(Stored data entries)
· · ·

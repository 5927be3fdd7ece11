//! In-memory store for tests and transports that persist elsewhere.

use std::collections::HashMap;
use std::sync::Mutex;

use anyhow::anyhow;
use async_trait::async_trait;
use chrono::Utc;
use uuid::Uuid;

use crate::errors::StoreError;
use crate::session::{Session, SessionId};
use crate::store::{Checkpoint, CheckpointId, CheckpointStore, SessionStore, fork_session};

#[derive(Default)]
struct MemoryInner {
    /// Oldest-first checkpoint ids owned by each session. Shared ancestry
    /// from a fork lives in the source session's chain and is reached
    /// through parent links.
    chains: HashMap<SessionId, Vec<CheckpointId>>,
    /// All checkpoints across all sessions, by id.
    checkpoints: HashMap<CheckpointId, Checkpoint>,
}

impl MemoryInner {
    fn head(&self, session_id: SessionId) -> Option<&Checkpoint> {
        self.chains
            .get(&session_id)
            .and_then(|chain| chain.last())
            .and_then(|id| self.checkpoints.get(id))
    }

    fn push_checkpoint(
        &mut self,
        session_id: SessionId,
        parent_checkpoint_id: Option<CheckpointId>,
        snapshot: Session,
    ) -> CheckpointId {
        let checkpoint_id = Uuid::new_v4();
        self.checkpoints.insert(
            checkpoint_id,
            Checkpoint {
                session_id,
                checkpoint_id,
                parent_checkpoint_id,
                snapshot,
                created_at: Utc::now(),
            },
        );
        self.chains.entry(session_id).or_default().push(checkpoint_id);
        checkpoint_id
    }

    /// Walk parent links from the head back to the root, then reverse.
    fn full_history(&self, session_id: SessionId) -> Result<Vec<Checkpoint>, StoreError> {
        let head = self
            .head(session_id)
            .ok_or(StoreError::NotFound { session_id })?;
        let mut chain = Vec::new();
        let mut cursor = Some(head.checkpoint_id);
        while let Some(id) = cursor {
            let checkpoint = self
                .checkpoints
                .get(&id)
                .ok_or(StoreError::CheckpointNotFound { checkpoint_id: id })?;
            chain.push(checkpoint.clone());
            cursor = checkpoint.parent_checkpoint_id;
        }
        chain.reverse();
        Ok(chain)
    }
}

/// Non-durable store backed by a mutex-guarded map.
#[derive(Default)]
pub struct MemoryStore {
    inner: Mutex<MemoryInner>,
}

impl MemoryStore {
    pub fn new() -> Self {
        Self::default()
    }

    fn lock(&self) -> Result<std::sync::MutexGuard<'_, MemoryInner>, StoreError> {
        self.inner
            .lock()
            .map_err(|_| StoreError::Database(anyhow!("store lock poisoned")))
    }
}

#[async_trait]
impl SessionStore for MemoryStore {
    async fn create(&self, session: Session) -> Result<Session, StoreError> {
        let mut inner = self.lock()?;
        let session_id = session.session_id;
        if inner.chains.contains_key(&session_id) {
            return Err(StoreError::AlreadyExists { session_id });
        }
        let mut genesis = session;
        genesis.version = 0;
        genesis.updated_at = Utc::now();
        inner.push_checkpoint(session_id, None, genesis.clone());
        Ok(genesis)
    }

    async fn load(&self, session_id: SessionId) -> Result<Session, StoreError> {
        let inner = self.lock()?;
        inner
            .head(session_id)
            .map(|checkpoint| checkpoint.snapshot.clone())
            .ok_or(StoreError::NotFound { session_id })
    }

    async fn compare_and_swap(
        &self,
        session_id: SessionId,
        expected_version: u64,
        next: Session,
    ) -> Result<(Session, CheckpointId), StoreError> {
        let mut inner = self.lock()?;
        let head = inner
            .head(session_id)
            .ok_or(StoreError::NotFound { session_id })?;
        let actual = head.snapshot.version;
        if actual != expected_version {
            return Err(StoreError::StaleState {
                session_id,
                expected: expected_version,
                actual,
            });
        }
        let parent = Some(head.checkpoint_id);
        let mut committed = next;
        committed.session_id = session_id;
        committed.version = expected_version + 1;
        committed.updated_at = Utc::now();
        let checkpoint_id = inner.push_checkpoint(session_id, parent, committed.clone());
        Ok((committed, checkpoint_id))
    }
}

#[async_trait]
impl CheckpointStore for MemoryStore {
    async fn append(
        &self,
        session_id: SessionId,
        parent_checkpoint_id: Option<CheckpointId>,
        snapshot: Session,
    ) -> Result<CheckpointId, StoreError> {
        let mut inner = self.lock()?;
        let head_id = inner
            .chains
            .get(&session_id)
            .and_then(|chain| chain.last())
            .copied();
        if parent_checkpoint_id != head_id {
            return Err(StoreError::ParentConflict {
                session_id,
                detail: format!(
                    "parent {:?} is not the current head {:?}",
                    parent_checkpoint_id, head_id
                ),
            });
        }
        Ok(inner.push_checkpoint(session_id, parent_checkpoint_id, snapshot))
    }

    async fn latest(&self, session_id: SessionId) -> Result<Checkpoint, StoreError> {
        let inner = self.lock()?;
        inner
            .head(session_id)
            .cloned()
            .ok_or(StoreError::NotFound { session_id })
    }

    async fn history(&self, session_id: SessionId) -> Result<Vec<Checkpoint>, StoreError> {
        let inner = self.lock()?;
        inner.full_history(session_id)
    }

    async fn history_page(
        &self,
        session_id: SessionId,
        after: Option<CheckpointId>,
        limit: usize,
    ) -> Result<Vec<Checkpoint>, StoreError> {
        let inner = self.lock()?;
        let chain = inner.full_history(session_id)?;
        let start = match after {
            Some(after_id) => {
                let position = chain
                    .iter()
                    .position(|c| c.checkpoint_id == after_id)
                    .ok_or(StoreError::CheckpointNotFound {
                        checkpoint_id: after_id,
                    })?;
                position + 1
            }
            None => 0,
        };
        Ok(chain.into_iter().skip(start).take(limit).collect())
    }

    async fn fork_from(&self, checkpoint_id: CheckpointId) -> Result<Session, StoreError> {
        let mut inner = self.lock()?;
        let source = inner
            .checkpoints
            .get(&checkpoint_id)
            .ok_or(StoreError::CheckpointNotFound { checkpoint_id })?;
        let forked = fork_session(&source.snapshot);
        inner.push_checkpoint(forked.session_id, Some(checkpoint_id), forked.clone());
        Ok(forked)
    }
}
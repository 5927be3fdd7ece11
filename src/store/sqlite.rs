//! SQLite-backed durable store.
//!
//! Wraps a single `rusqlite` connection behind a mutex and runs all access
//! on tokio's blocking thread pool via `spawn_blocking`, preventing
//! synchronous SQLite I/O from tying up async worker threads. The
//! compare-and-swap commit runs inside one transaction, so the session head
//! and the appended checkpoint can never diverge, even across a crash.

use std::path::Path;
use std::sync::{Arc, Mutex};

use anyhow::{Context, anyhow};
use async_trait::async_trait;
use chrono::{DateTime, Utc};
use rusqlite::{Connection, OptionalExtension, params};
use uuid::Uuid;

use crate::errors::StoreError;
use crate::session::{Session, SessionId};
use crate::store::{
    Checkpoint, CheckpointId, CheckpointStore, SNAPSHOT_FORMAT_VERSION, SessionStore, fork_session,
};

/// Durable store at a single SQLite database file.
#[derive(Clone)]
pub struct SqliteStore {
    inner: Arc<Mutex<Connection>>,
}

impl SqliteStore {
    /// Open (or create) the database at `path` and run migrations.
    pub fn open(path: &Path) -> Result<Self, StoreError> {
        let conn = Connection::open(path)
            .context("Failed to open SQLite database")
            .map_err(StoreError::Database)?;
        Self::from_connection(conn)
    }

    /// In-memory database, for tests.
    pub fn in_memory() -> Result<Self, StoreError> {
        let conn = Connection::open_in_memory()
            .context("Failed to open in-memory SQLite database")
            .map_err(StoreError::Database)?;
        Self::from_connection(conn)
    }

    fn from_connection(conn: Connection) -> Result<Self, StoreError> {
        conn.execute_batch(
            "
            PRAGMA foreign_keys = ON;

            CREATE TABLE IF NOT EXISTS sessions (
                session_id TEXT PRIMARY KEY,
                head_checkpoint_id TEXT NOT NULL,
                version INTEGER NOT NULL
            );

            CREATE TABLE IF NOT EXISTS checkpoints (
                checkpoint_id TEXT PRIMARY KEY,
                session_id TEXT NOT NULL,
                parent_checkpoint_id TEXT,
                version INTEGER NOT NULL,
                format_version INTEGER NOT NULL,
                snapshot TEXT NOT NULL,
                created_at TEXT NOT NULL
            );

            CREATE INDEX IF NOT EXISTS idx_checkpoints_session
                ON checkpoints(session_id);
            ",
        )
        .context("Failed to run migrations")
        .map_err(StoreError::Database)?;

        Ok(Self {
            inner: Arc::new(Mutex::new(conn)),
        })
    }

    /// Run a closure against the connection on a blocking thread. All data
    /// passed into `f` must be owned (`'static`).
    async fn call<F, R>(&self, f: F) -> Result<R, StoreError>
    where
        F: FnOnce(&Connection) -> Result<R, StoreError> + Send + 'static,
        R: Send + 'static,
    {
        let conn = self.inner.clone();
        tokio::task::spawn_blocking(move || {
            let guard = conn
                .lock()
                .map_err(|_| StoreError::Database(anyhow!("connection lock poisoned")))?;
            f(&guard)
        })
        .await
        .map_err(|e| StoreError::Database(anyhow!("store task panicked: {}", e)))?
    }
}

fn db_err(e: rusqlite::Error) -> StoreError {
    StoreError::Database(e.into())
}

fn serialize_snapshot(session: &Session) -> Result<String, StoreError> {
    serde_json::to_string(session)
        .context("Failed to serialize session snapshot")
        .map_err(StoreError::Database)
}

fn parse_snapshot(session_id: SessionId, version: u64, text: &str) -> Result<Session, StoreError> {
    serde_json::from_str(text).map_err(|e| StoreError::Corruption {
        session_id,
        version,
        detail: e.to_string(),
    })
}

fn parse_uuid(text: &str) -> Result<Uuid, StoreError> {
    Uuid::parse_str(text).map_err(|e| StoreError::Database(anyhow!("malformed uuid: {}", e)))
}

fn parse_timestamp(text: &str) -> Result<DateTime<Utc>, StoreError> {
    DateTime::parse_from_rfc3339(text)
        .map(|t| t.with_timezone(&Utc))
        .map_err(|e| StoreError::Database(anyhow!("malformed timestamp: {}", e)))
}

/// Raw checkpoint row before snapshot parsing.
struct CheckpointRow {
    checkpoint_id: String,
    session_id: String,
    parent_checkpoint_id: Option<String>,
    version: u64,
    snapshot: String,
    created_at: String,
}

impl CheckpointRow {
    fn fetch(conn: &Connection, checkpoint_id: CheckpointId) -> Result<Self, StoreError> {
        conn.query_row(
            "SELECT checkpoint_id, session_id, parent_checkpoint_id, version, snapshot, created_at
             FROM checkpoints WHERE checkpoint_id = ?1",
            params![checkpoint_id.to_string()],
            |row| {
                Ok(CheckpointRow {
                    checkpoint_id: row.get(0)?,
                    session_id: row.get(1)?,
                    parent_checkpoint_id: row.get(2)?,
                    version: row.get::<_, i64>(3)? as u64,
                    snapshot: row.get(4)?,
                    created_at: row.get(5)?,
                })
            },
        )
        .optional()
        .map_err(db_err)?
        .ok_or(StoreError::CheckpointNotFound { checkpoint_id })
    }

    fn into_checkpoint(self) -> Result<Checkpoint, StoreError> {
        let session_id = parse_uuid(&self.session_id)?;
        let snapshot = parse_snapshot(session_id, self.version, &self.snapshot)?;
        Ok(Checkpoint {
            session_id,
            checkpoint_id: parse_uuid(&self.checkpoint_id)?,
            parent_checkpoint_id: self
                .parent_checkpoint_id
                .as_deref()
                .map(parse_uuid)
                .transpose()?,
            snapshot,
            created_at: parse_timestamp(&self.created_at)?,
        })
    }
}

/// Session head row: `(head_checkpoint_id, version)`.
fn fetch_head(
    conn: &Connection,
    session_id: SessionId,
) -> Result<Option<(String, u64)>, StoreError> {
    conn.query_row(
        "SELECT head_checkpoint_id, version FROM sessions WHERE session_id = ?1",
        params![session_id.to_string()],
        |row| Ok((row.get(0)?, row.get::<_, i64>(1)? as u64)),
    )
    .optional()
    .map_err(db_err)
}

fn insert_checkpoint(
    conn: &Connection,
    session_id: SessionId,
    parent: Option<&str>,
    snapshot: &Session,
) -> Result<CheckpointId, StoreError> {
    let checkpoint_id = Uuid::new_v4();
    conn.execute(
        "INSERT INTO checkpoints
            (checkpoint_id, session_id, parent_checkpoint_id, version, format_version, snapshot, created_at)
         VALUES (?1, ?2, ?3, ?4, ?5, ?6, ?7)",
        params![
            checkpoint_id.to_string(),
            session_id.to_string(),
            parent,
            snapshot.version as i64,
            SNAPSHOT_FORMAT_VERSION,
            serialize_snapshot(snapshot)?,
            Utc::now().to_rfc3339(),
        ],
    )
    .map_err(db_err)?;
    Ok(checkpoint_id)
}

fn upsert_head(
    conn: &Connection,
    session_id: SessionId,
    head: CheckpointId,
    version: u64,
) -> Result<(), StoreError> {
    conn.execute(
        "INSERT INTO sessions (session_id, head_checkpoint_id, version)
         VALUES (?1, ?2, ?3)
         ON CONFLICT(session_id) DO UPDATE
         SET head_checkpoint_id = excluded.head_checkpoint_id,
             version = excluded.version",
        params![session_id.to_string(), head.to_string(), version as i64],
    )
    .map_err(db_err)?;
    Ok(())
}

/// Walk parent links from the head back to the root, oldest-first.
fn walk_history(conn: &Connection, session_id: SessionId) -> Result<Vec<Checkpoint>, StoreError> {
    let head =
        fetch_head(conn, session_id)?.ok_or(StoreError::NotFound { session_id })?;
    let mut chain = Vec::new();
    let mut cursor = Some(parse_uuid(&head.0)?);
    while let Some(id) = cursor {
        let checkpoint = CheckpointRow::fetch(conn, id)?.into_checkpoint()?;
        cursor = checkpoint.parent_checkpoint_id;
        chain.push(checkpoint);
    }
    chain.reverse();
    Ok(chain)
}

#[async_trait]
impl SessionStore for SqliteStore {
    async fn create(&self, session: Session) -> Result<Session, StoreError> {
        self.call(move |conn| {
            let session_id = session.session_id;
            let tx = conn.unchecked_transaction().map_err(db_err)?;
            if fetch_head(&tx, session_id)?.is_some() {
                return Err(StoreError::AlreadyExists { session_id });
            }
            let mut genesis = session;
            genesis.version = 0;
            genesis.updated_at = Utc::now();
            let checkpoint_id = insert_checkpoint(&tx, session_id, None, &genesis)?;
            upsert_head(&tx, session_id, checkpoint_id, 0)?;
            tx.commit().map_err(db_err)?;
            Ok(genesis)
        })
        .await
    }

    async fn load(&self, session_id: SessionId) -> Result<Session, StoreError> {
        self.call(move |conn| {
            let (head_id, version) =
                fetch_head(conn, session_id)?.ok_or(StoreError::NotFound { session_id })?;
            let row = CheckpointRow::fetch(conn, parse_uuid(&head_id)?)?;
            parse_snapshot(session_id, version, &row.snapshot)
        })
        .await
    }

    async fn compare_and_swap(
        &self,
        session_id: SessionId,
        expected_version: u64,
        next: Session,
    ) -> Result<(Session, CheckpointId), StoreError> {
        self.call(move |conn| {
            let tx = conn.unchecked_transaction().map_err(db_err)?;
            let (head_id, actual) =
                fetch_head(&tx, session_id)?.ok_or(StoreError::NotFound { session_id })?;
            if actual != expected_version {
                return Err(StoreError::StaleState {
                    session_id,
                    expected: expected_version,
                    actual,
                });
            }
            let mut committed = next;
            committed.session_id = session_id;
            committed.version = expected_version + 1;
            committed.updated_at = Utc::now();
            let checkpoint_id =
                insert_checkpoint(&tx, session_id, Some(head_id.as_str()), &committed)?;
            upsert_head(&tx, session_id, checkpoint_id, committed.version)?;
            tx.commit().map_err(db_err)?;
            Ok((committed, checkpoint_id))
        })
        .await
    }
}

#[async_trait]
impl CheckpointStore for SqliteStore {
    async fn append(
        &self,
        session_id: SessionId,
        parent_checkpoint_id: Option<CheckpointId>,
        snapshot: Session,
    ) -> Result<CheckpointId, StoreError> {
        self.call(move |conn| {
            let tx = conn.unchecked_transaction().map_err(db_err)?;
            let head_id = fetch_head(&tx, session_id)?.map(|(id, _)| id);
            let parent_str = parent_checkpoint_id.map(|id| id.to_string());
            if parent_str != head_id {
                return Err(StoreError::ParentConflict {
                    session_id,
                    detail: format!(
                        "parent {:?} is not the current head {:?}",
                        parent_str, head_id
                    ),
                });
            }
            let checkpoint_id =
                insert_checkpoint(&tx, session_id, parent_str.as_deref(), &snapshot)?;
            upsert_head(&tx, session_id, checkpoint_id, snapshot.version)?;
            tx.commit().map_err(db_err)?;
            Ok(checkpoint_id)
        })
        .await
    }

    async fn latest(&self, session_id: SessionId) -> Result<Checkpoint, StoreError> {
        self.call(move |conn| {
            let (head_id, _) =
                fetch_head(conn, session_id)?.ok_or(StoreError::NotFound { session_id })?;
            CheckpointRow::fetch(conn, parse_uuid(&head_id)?)?.into_checkpoint()
        })
        .await
    }

    async fn history(&self, session_id: SessionId) -> Result<Vec<Checkpoint>, StoreError> {
        self.call(move |conn| walk_history(conn, session_id)).await
    }

    async fn history_page(
        &self,
        session_id: SessionId,
        after: Option<CheckpointId>,
        limit: usize,
    ) -> Result<Vec<Checkpoint>, StoreError> {
        self.call(move |conn| {
            let chain = walk_history(conn, session_id)?;
            let start = match after {
                Some(after_id) => {
                    chain
                        .iter()
                        .position(|c| c.checkpoint_id == after_id)
                        .ok_or(StoreError::CheckpointNotFound {
                            checkpoint_id: after_id,
                        })?
                        + 1
                }
                None => 0,
            };
            Ok(chain.into_iter().skip(start).take(limit).collect())
        })
        .await
    }

    async fn fork_from(&self, checkpoint_id: CheckpointId) -> Result<Session, StoreError> {
        self.call(move |conn| {
            let tx = conn.unchecked_transaction().map_err(db_err)?;
            let source = CheckpointRow::fetch(&tx, checkpoint_id)?.into_checkpoint()?;
            let forked = fork_session(&source.snapshot);
            let parent = checkpoint_id.to_string();
            let genesis_id =
                insert_checkpoint(&tx, forked.session_id, Some(parent.as_str()), &forked)?;
            upsert_head(&tx, forked.session_id, genesis_id, 0)?;
            tx.commit().map_err(db_err)?;
            Ok(forked)
        })
        .await
    }
}
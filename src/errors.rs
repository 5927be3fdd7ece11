//! Typed error hierarchy for the foundry engine.
//!
//! Three top-level enums cover the three subsystems:
//! - `StoreError` — session/checkpoint store failures, including the
//!   optimistic-concurrency conflict (`StaleState`)
//! - `CapabilityError` — reviewer capability failures, split into
//!   transient (retryable) and permanent variants
//! - `EngineError` — step executor and human-boundary failures
//!
//! `StaleState` is not a user-facing failure: the caller is expected to
//! reload the session and retry the whole operation. `Rejected` capability
//! failures and checkpoint corruption terminate the session visibly.

use thiserror::Error;

use crate::session::{SessionId, SessionStatus};
use crate::store::CheckpointId;

/// Errors from the session and checkpoint store.
#[derive(Debug, Error)]
pub enum StoreError {
    #[error("session {session_id} not found")]
    NotFound { session_id: SessionId },

    #[error("session {session_id} already exists")]
    AlreadyExists { session_id: SessionId },

    #[error("stale state for session {session_id}: expected version {expected}, found {actual}")]
    StaleState {
        session_id: SessionId,
        expected: u64,
        actual: u64,
    },

    #[error("checkpoint {checkpoint_id} not found")]
    CheckpointNotFound { checkpoint_id: CheckpointId },

    #[error("checkpoint parent conflict for session {session_id}: {detail}")]
    ParentConflict {
        session_id: SessionId,
        detail: String,
    },

    /// The stored snapshot can no longer be deserialized. `version` is the
    /// last committed version read from the session head, so the caller can
    /// still issue a versioned mutation to mark the session failed.
    #[error("checkpoint snapshot for session {session_id} is unreadable: {detail}")]
    Corruption {
        session_id: SessionId,
        version: u64,
        detail: String,
    },

    #[error("database error: {0}")]
    Database(#[source] anyhow::Error),
}

/// Failure modes of a reviewer capability call.
#[derive(Debug, Error)]
pub enum CapabilityError {
    /// The capability did not return within its configured bound.
    #[error("capability call timed out")]
    Timeout,

    /// Transient failure, retryable up to the configured bound.
    #[error("capability call failed: {0}")]
    Failure(String),

    /// Permanent failure. The session is driven to FAILED.
    #[error("capability rejected the request: {reason}")]
    Rejected { reason: String },
}

impl CapabilityError {
    /// Transient errors are retried; `Rejected` is not.
    pub fn is_transient(&self) -> bool {
        matches!(self, Self::Timeout | Self::Failure(_))
    }
}

/// Errors from the workflow engine and the human-interrupt boundary.
#[derive(Debug, Error)]
pub enum EngineError {
    #[error(transparent)]
    Store(#[from] StoreError),

    /// The requested operation is incompatible with the session's current
    /// status. The session is left unchanged.
    #[error("invalid transition: session {session_id} is {status}")]
    InvalidTransition {
        session_id: SessionId,
        status: SessionStatus,
    },

    /// Approval was requested for a force-escalated session while the
    /// session's configuration disallows escalated approval.
    #[error("approval blocked: session {session_id} was force-escalated past its iteration budget")]
    ApprovalBlocked { session_id: SessionId },
}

· · ·

## EXERCISE PROMPT
Write out only the lines from the very start of the entries above to the line that includes "session. Shared ancestry", both ends included, each one unchanged.

## YOUR RESPONSE
repository 5927be3fdd7ece11
//! In-memory store for tests and transports that persist elsewhere.

use std::collections::HashMap;
use std::sync::Mutex;

use anyhow::anyhow;
use async_trait::async_trait;
use chrono::Utc;
use uuid::Uuid;

use crate::errors::StoreError;
use crate::session::{Session, SessionId};
use crate::store::{Checkpoint, CheckpointId, CheckpointStore, SessionStore, fork_session};

#[derive(Default)]
struct MemoryInner {
    /// Oldest-first checkpoint ids owned by each session. Shared ancestry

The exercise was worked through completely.